→ What to produce:
Find the word "profile" in the listing; pull out each line holding it.

→ Data shown:

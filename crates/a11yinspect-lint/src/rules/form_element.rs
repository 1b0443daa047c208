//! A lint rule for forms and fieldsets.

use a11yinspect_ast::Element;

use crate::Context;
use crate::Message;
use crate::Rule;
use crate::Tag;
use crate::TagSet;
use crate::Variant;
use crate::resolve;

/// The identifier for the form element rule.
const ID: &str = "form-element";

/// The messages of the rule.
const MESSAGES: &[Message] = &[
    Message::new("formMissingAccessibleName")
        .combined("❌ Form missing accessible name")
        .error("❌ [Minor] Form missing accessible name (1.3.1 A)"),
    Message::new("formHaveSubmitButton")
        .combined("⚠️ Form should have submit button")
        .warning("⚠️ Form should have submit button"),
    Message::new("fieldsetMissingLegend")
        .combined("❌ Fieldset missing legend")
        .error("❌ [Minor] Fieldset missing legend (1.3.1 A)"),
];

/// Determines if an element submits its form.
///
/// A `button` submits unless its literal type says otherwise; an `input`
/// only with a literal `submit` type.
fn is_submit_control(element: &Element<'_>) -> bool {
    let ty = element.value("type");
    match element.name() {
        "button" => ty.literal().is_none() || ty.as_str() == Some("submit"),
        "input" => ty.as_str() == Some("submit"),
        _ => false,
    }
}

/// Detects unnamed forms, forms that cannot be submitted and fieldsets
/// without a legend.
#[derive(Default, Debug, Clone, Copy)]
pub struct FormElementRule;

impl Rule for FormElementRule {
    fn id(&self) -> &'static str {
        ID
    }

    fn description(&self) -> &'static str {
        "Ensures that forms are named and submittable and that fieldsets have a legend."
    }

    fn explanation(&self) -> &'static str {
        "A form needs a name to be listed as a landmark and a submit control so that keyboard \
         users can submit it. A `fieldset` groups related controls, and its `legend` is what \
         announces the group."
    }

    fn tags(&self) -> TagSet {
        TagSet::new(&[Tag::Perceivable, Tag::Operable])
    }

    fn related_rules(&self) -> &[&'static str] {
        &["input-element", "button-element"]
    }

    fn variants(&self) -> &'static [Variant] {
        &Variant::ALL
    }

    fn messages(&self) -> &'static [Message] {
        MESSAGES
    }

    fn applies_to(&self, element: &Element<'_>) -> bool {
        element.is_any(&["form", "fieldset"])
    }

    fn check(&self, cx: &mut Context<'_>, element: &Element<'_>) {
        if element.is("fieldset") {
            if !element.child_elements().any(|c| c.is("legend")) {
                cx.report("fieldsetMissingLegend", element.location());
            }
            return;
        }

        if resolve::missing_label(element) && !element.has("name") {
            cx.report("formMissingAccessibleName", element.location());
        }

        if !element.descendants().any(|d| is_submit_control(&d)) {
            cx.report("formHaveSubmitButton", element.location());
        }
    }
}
==
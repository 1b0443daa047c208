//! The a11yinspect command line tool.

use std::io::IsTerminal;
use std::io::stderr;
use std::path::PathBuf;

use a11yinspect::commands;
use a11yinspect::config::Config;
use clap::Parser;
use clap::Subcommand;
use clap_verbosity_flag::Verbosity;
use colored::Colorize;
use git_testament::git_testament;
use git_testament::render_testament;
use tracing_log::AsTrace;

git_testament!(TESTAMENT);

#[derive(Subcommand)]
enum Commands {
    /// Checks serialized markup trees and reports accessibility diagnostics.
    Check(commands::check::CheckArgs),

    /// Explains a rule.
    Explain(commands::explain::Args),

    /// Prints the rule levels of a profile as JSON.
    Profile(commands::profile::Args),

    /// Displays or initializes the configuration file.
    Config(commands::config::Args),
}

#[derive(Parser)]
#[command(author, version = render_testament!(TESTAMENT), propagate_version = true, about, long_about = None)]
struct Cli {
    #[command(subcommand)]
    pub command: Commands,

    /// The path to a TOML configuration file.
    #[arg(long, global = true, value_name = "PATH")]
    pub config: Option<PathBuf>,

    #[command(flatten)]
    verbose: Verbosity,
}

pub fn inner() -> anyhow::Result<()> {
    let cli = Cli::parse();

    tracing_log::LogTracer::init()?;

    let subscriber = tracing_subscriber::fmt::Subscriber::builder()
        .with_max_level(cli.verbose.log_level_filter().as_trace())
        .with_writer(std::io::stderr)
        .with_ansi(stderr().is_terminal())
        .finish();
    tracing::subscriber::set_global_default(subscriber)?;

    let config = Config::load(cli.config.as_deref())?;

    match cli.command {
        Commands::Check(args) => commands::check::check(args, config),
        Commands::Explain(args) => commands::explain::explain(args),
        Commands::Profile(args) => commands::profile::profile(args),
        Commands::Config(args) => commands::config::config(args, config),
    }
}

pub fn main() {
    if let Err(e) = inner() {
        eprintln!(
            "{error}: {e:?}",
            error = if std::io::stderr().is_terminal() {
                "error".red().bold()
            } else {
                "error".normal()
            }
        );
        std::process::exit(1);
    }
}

→ Solution to the exercise:
    /// Prints the rule levels of a profile as JSON.
    Profile(commands::profile::Args),
        Commands::Profile(args) => commands::profile::profile(args),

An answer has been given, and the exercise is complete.